EXERCISE REQUIREMENTS:
Your reply should be made up of every line in the records below that holds the string "adapters".
*** Opening MATERIALS PROVIDED ***
use crate::adapters::spreadsheet::read_table;
use crate::domain::model::{Dataset, SourceDataset, Stock, WarehouseItem};
use crate::domain::ports::Storage;
use crate::domain::table::{checked_i64, Cell, Table};
use crate::utils::error::{EtlError, Result};
use std::io::ErrorKind;
use std::path::Path;

/// Positional layout of a warehouse export. There is no header row.
pub mod columns {
    pub const BRAND: usize = 0;
    /// 第二欄的商品編號不使用 (供應商格式如此)
    pub const UNUSED_ARTICLE: usize = 1;
    pub const NAME: usize = 2;
    pub const ARTICLE: usize = 3;
    pub const SELLER_ARTICLE: usize = 4;
    pub const STOCK: usize = 5;
    pub const PRICE: usize = 6;

    pub const COUNT: usize = 7;
}

fn malformed(label: &str, row: usize, field: &str, cell: &Cell) -> EtlError {
    EtlError::MalformedValue {
        source_name: label.to_string(),
        row: row + 1,
        field: field.to_string(),
        value: cell.to_string(),
    }
}

pub fn parse_stock(cell: &Cell) -> Option<Stock> {
    match cell.value() {
        Cell::Number(n) if n.fract() == 0.0 => checked_i64(*n).map(Stock::Known),
        Cell::Text(s) => Stock::parse(s),
        _ => None,
    }
}

pub fn parse_price(cell: &Cell) -> Option<i64> {
    cell.as_integer()
}

/// Turns one raw export into a map keyed by seller article.
///
/// Duplicate seller articles overwrite earlier rows (last row wins).
pub fn normalize(label: &str, table: &Table) -> Result<Dataset> {
    let mut dataset = Dataset::new();
    let mut duplicates = 0usize;

    for (idx, row) in table.rows.iter().enumerate() {
        if row.iter().all(Cell::is_blank) {
            continue;
        }

        let cell = |col: usize| table.cell(idx, col);
        let text = |col: usize| cell(col).as_key().unwrap_or_default();

        let Some(seller_article) = cell(columns::SELLER_ARTICLE).as_key() else {
            tracing::warn!("{}: row {} has no seller article, skipping", label, idx + 1);
            continue;
        };

        let stock = parse_stock(cell(columns::STOCK))
            .ok_or_else(|| malformed(label, idx, "stock", cell(columns::STOCK)))?;
        let price = parse_price(cell(columns::PRICE))
            .ok_or_else(|| malformed(label, idx, "price", cell(columns::PRICE)))?;

        let item = WarehouseItem {
            seller_article: seller_article.clone(),
            article: text(columns::ARTICLE),
            brand: text(columns::BRAND),
            name: text(columns::NAME),
            stock,
            price,
        };

        if dataset.insert(seller_article, item).is_some() {
            duplicates += 1;
        }
    }

    if duplicates > 0 {
        tracing::debug!("{}: {} duplicate seller article(s) overwritten", label, duplicates);
    }

    Ok(dataset)
}

/// Reads and normalizes one warehouse export through `storage`.
pub async fn load_dataset<S: Storage>(storage: &S, path: &Path) -> Result<SourceDataset> {
    let path_str = path.to_string_lossy();
    let bytes = storage.read_file(&path_str).await.map_err(|e| match e {
        EtlError::IoError(io) if io.kind() == ErrorKind::NotFound => EtlError::SourceNotFound {
            path: path_str.to_string(),
        },
        other => other,
    })?;

    let label = path
        .file_name()
        .map(|name| name.to_string_lossy().to_string())
        .unwrap_or_else(|| path_str.to_string());

    // 倉庫匯出檔只讀第一張工作表
    let document = read_table(path, bytes)?;
    let items = normalize(&label, &document.first_sheet().table)?;

    tracing::info!("[+] Loaded {} ({} articles)", label, items.len());
    Ok(SourceDataset { label, items })
}

#[cfg(test)]
mod tests {
    use super::*;

    fn row(values: [&str; columns::COUNT]) -> Vec<Cell> {
        values
            .iter()
            .map(|v| if v.is_empty() { Cell::Empty } else { Cell::text(*v) })
            .collect()
    }

    #[test]
    fn test_normalize_keys_by_seller_article() {
        let table = Table::new(vec![
            row(["Bosch", "ignored", "Filter", "0451103316", "BO-316", "10", "100"]),
            row(["Mann", "ignored", "Oil filter", "W712", "MA-712", ">50", "250"]),
        ]);

        let dataset = normalize("sklad1.xlsx", &table).unwrap();

        assert_eq!(dataset.len(), 2);
        let item = &dataset["BO-316"];
        assert_eq!(item.article, "0451103316");
        assert_eq!(item.brand, "Bosch");
        assert_eq!(item.name, "Filter");
        assert_eq!(item.stock, Stock::Known(10));
        assert_eq!(item.price, 100);
        assert_eq!(dataset["MA-712"].stock, Stock::AtLeast(50));
    }

    #[test]
    fn test_duplicate_keys_last_row_wins() {
        let table = Table::new(vec![
            row(["A", "", "first", "X", "K1", "1", "10"]),
            row(["B", "", "second", "Y", "K1", "2", "20"]),
        ]);

        let dataset = normalize("dup.csv", &table).unwrap();

        assert_eq!(dataset.len(), 1);
        assert_eq!(dataset["K1"].name, "second");
        assert_eq!(dataset["K1"].price, 20);
    }

    #[test]
    fn test_numeric_cells_from_workbooks() {
        let table = Table::new(vec![vec![
            Cell::text("Brand"),
            Cell::Number(1.0),
            Cell::text("Name"),
            Cell::Number(555.0),
            Cell::Number(12345.0),
            Cell::Number(7.0),
            Cell::Number(99.5),
        ]]);

        let dataset = normalize("numeric.xlsx", &table).unwrap();
        let item = &dataset["12345"];

        assert_eq!(item.article, "555");
        assert_eq!(item.stock, Stock::Known(7));
        assert_eq!(item.price, 99);
    }

    #[test]
    fn test_blank_rows_are_ignored() {
        let table = Table::new(vec![
            Vec::new(),
            row(["", "", "", "", "", "", ""]),
            row(["A", "", "n", "X", "K1", "0", "5"]),
        ]);

        assert_eq!(normalize("blank.csv", &table).unwrap().len(), 1);
    }

    #[test]
    fn test_garbage_stock_is_an_error() {
        let table = Table::new(vec![row(["A", "", "n", "X", "K1", "many", "5"])]);

        match normalize("bad.csv", &table) {
            Err(EtlError::MalformedValue { field, row, value, .. }) => {
                assert_eq!(field, "stock");
                assert_eq!(row, 1);
                assert_eq!(value, "many");
            }
            other => panic!("expected malformed stock, got {:?}", other),
        }
    }

    #[test]
    fn test_missing_price_is_an_error() {
        let table = Table::new(vec![row(["A", "", "n", "X", "K1", "3", ""])]);
        assert!(matches!(
            normalize("bad.csv", &table),
            Err(EtlError::MalformedValue { ref field, .. }) if field == "price"
        ));
    }

    #[test]
    fn test_out_of_range_numbers_are_malformed() {
        let mut cells = row(["A", "", "n", "X", "K1", "", "5"]);
        cells[columns::STOCK] = Cell::Number(1e20);
        let table = Table::new(vec![cells]);
        assert!(matches!(
            normalize("huge.xlsx", &table),
            Err(EtlError::MalformedValue { ref field, .. }) if field == "stock"
        ));

        let mut cells = row(["A", "", "n", "X", "K1", "3", ""]);
        cells[columns::PRICE] = Cell::Number(-1e19);
        let table = Table::new(vec![cells]);
        assert!(matches!(
            normalize("huge.xlsx", &table),
            Err(EtlError::MalformedValue { ref field, .. }) if field == "price"
        ));
    }

    #[test]
    fn test_explicit_zero_is_not_garbage() {
        let table = Table::new(vec![row(["A", "", "n", "X", "K1", "0", "0"])]);
        let dataset = normalize("zero.csv", &table).unwrap();
        assert_eq!(dataset["K1"].stock, Stock::ZERO);
        assert_eq!(dataset["K1"].price, 0);
    }
}
use crate::domain::model::{MergeKey, MergedReport, PricingRule, SourceDatasets};
use crate::domain::table::{ColumnLayout, ResetScope};
use crate::utils::error::Result;
use async_trait::async_trait;
use std::path::PathBuf;

pub trait Storage: Send + Sync {
    fn read_file(&self, path: &str) -> impl std::future::Future<Output = Result<Vec<u8>>> + Send;
    fn write_file(
        &self,
        path: &str,
        data: &[u8],
    ) -> impl std::future::Future<Output = Result<()>> + Send;
    fn rename_file(
        &self,
        from: &str,
        to: &str,
    ) -> impl std::future::Future<Output = Result<()>> + Send;
    fn remove_file(&self, path: &str) -> impl std::future::Future<Output = Result<()>> + Send;
}

/// Upstream collaborator that delivers the warehouse exports (mailbox,
/// download folder, explicit paths...).
#[async_trait]
pub trait SourceProvider: Send + Sync {
    async fn source_files(&self) -> Result<Vec<PathBuf>>;
}

/// Where a template is read from and where its projection is written.
#[derive(Debug, Clone, PartialEq, Eq)]
pub struct TemplateTarget {
    pub template: String,
    pub output: String,
    pub layout: ColumnLayout,
}

pub trait ConfigProvider: Send + Sync {
    fn output_path(&self) -> &str;
    fn protected_articles_path(&self) -> Option<&str>;
    fn stock_target(&self) -> TemplateTarget;
    fn price_target(&self) -> TemplateTarget;
    fn reset_scope(&self) -> ResetScope;
    fn merge_key(&self) -> MergeKey;
    fn pricing(&self) -> PricingRule;
    fn report_json(&self) -> Option<String>;
}

#[async_trait]
pub trait Pipeline: Send + Sync {
    type Summary: Send;

    async fn extract(&self) -> Result<SourceDatasets>;
    async fn transform(&self, data: SourceDatasets) -> Result<MergedReport>;
    async fn load(&self, report: MergedReport) -> Result<Self::Summary>;
}
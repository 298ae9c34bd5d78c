use crate::domain::ports::Storage;
use crate::utils::error::{EtlError, Result};
use std::collections::HashSet;
use std::io::ErrorKind;

/// Articles whose stock row must never be zeroed by the reset step.
#[derive(Debug, Clone, Default, PartialEq, Eq)]
pub struct ProtectedArticles {
    articles: HashSet<String>,
}

impl ProtectedArticles {
    pub fn empty() -> Self {
        Self::default()
    }

    /// 檔案只有一行，以 ", " 分隔
    pub fn parse(text: &str) -> Self {
        let line = text.lines().next().unwrap_or_default();
        let articles = line
            .split(',')
            .map(str::trim)
            .filter(|article| !article.is_empty())
            .map(str::to_string)
            .collect();
        Self { articles }
    }

    /// Loads the list; a missing file means nothing is protected.
    pub async fn load<S: Storage>(storage: &S, path: Option<&str>) -> Result<Self> {
        let Some(path) = path else {
            return Ok(Self::empty());
        };

        match storage.read_file(path).await {
            Ok(bytes) => {
                let protected = Self::parse(&String::from_utf8_lossy(&bytes));
                tracing::info!("🔒 {} protected article(s) loaded", protected.len());
                Ok(protected)
            }
            Err(EtlError::IoError(e)) if e.kind() == ErrorKind::NotFound => {
                tracing::warn!("Protected article list {} not found, nothing is protected", path);
                Ok(Self::empty())
            }
            Err(e) => Err(e),
        }
    }

    pub fn contains(&self, article: &str) -> bool {
        self.articles.contains(article)
    }

    pub fn len(&self) -> usize {
        self.articles.len()
    }

    pub fn is_empty(&self) -> bool {
        self.articles.is_empty()
    }
}

impl<S: Into<String>> FromIterator<S> for ProtectedArticles {
    fn from_iter<I: IntoIterator<Item = S>>(iter: I) -> Self {
        Self {
            articles: iter.into_iter().map(Into::into).collect(),
        }
    }
}

pub fn is_protected(article: &str, protected: &ProtectedArticles) -> bool {
    protected.contains(article)
}

#[cfg(test)]
mod tests {
    use super::*;
    use crate::adapters::storage::LocalStorage;
    use tempfile::TempDir;

    #[test]
    fn test_parse_single_line() {
        let protected = ProtectedArticles::parse("A1, A2, A3\nignored, line");
        assert_eq!(protected.len(), 3);
        assert!(is_protected("A2", &protected));
        assert!(!is_protected("ignored", &protected));
        assert!(!is_protected("A", &protected));
    }

    #[test]
    fn test_parse_empty_text() {
        assert!(ProtectedArticles::parse("").is_empty());
        assert!(ProtectedArticles::parse("  \n").is_empty());
    }

    #[tokio::test]
    async fn test_missing_file_protects_nothing() {
        let dir = TempDir::new().unwrap();
        let storage = LocalStorage::new(dir.path().to_string_lossy().to_string());

        let protected = ProtectedArticles::load(&storage, Some("untouchable_articles.txt"))
            .await
            .unwrap();
        assert!(protected.is_empty());

        let none = ProtectedArticles::load(&storage, None).await.unwrap();
        assert!(none.is_empty());
    }

    #[tokio::test]
    async fn test_load_from_file() {
        let dir = TempDir::new().unwrap();
        std::fs::write(dir.path().join("untouchable.txt"), "K1, K2").unwrap();
        let storage = LocalStorage::new(dir.path().to_string_lossy().to_string());

        let protected = ProtectedArticles::load(&storage, Some("untouchable.txt"))
            .await
            .unwrap();
        assert!(protected.contains("K1"));
        assert!(protected.contains("K2"));
    }
}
*** Closing MATERIALS PROVIDED ***
RESPONSE TO THIS EXERCISE:
use crate::adapters::spreadsheet::read_table;
    use crate::adapters::storage::LocalStorage;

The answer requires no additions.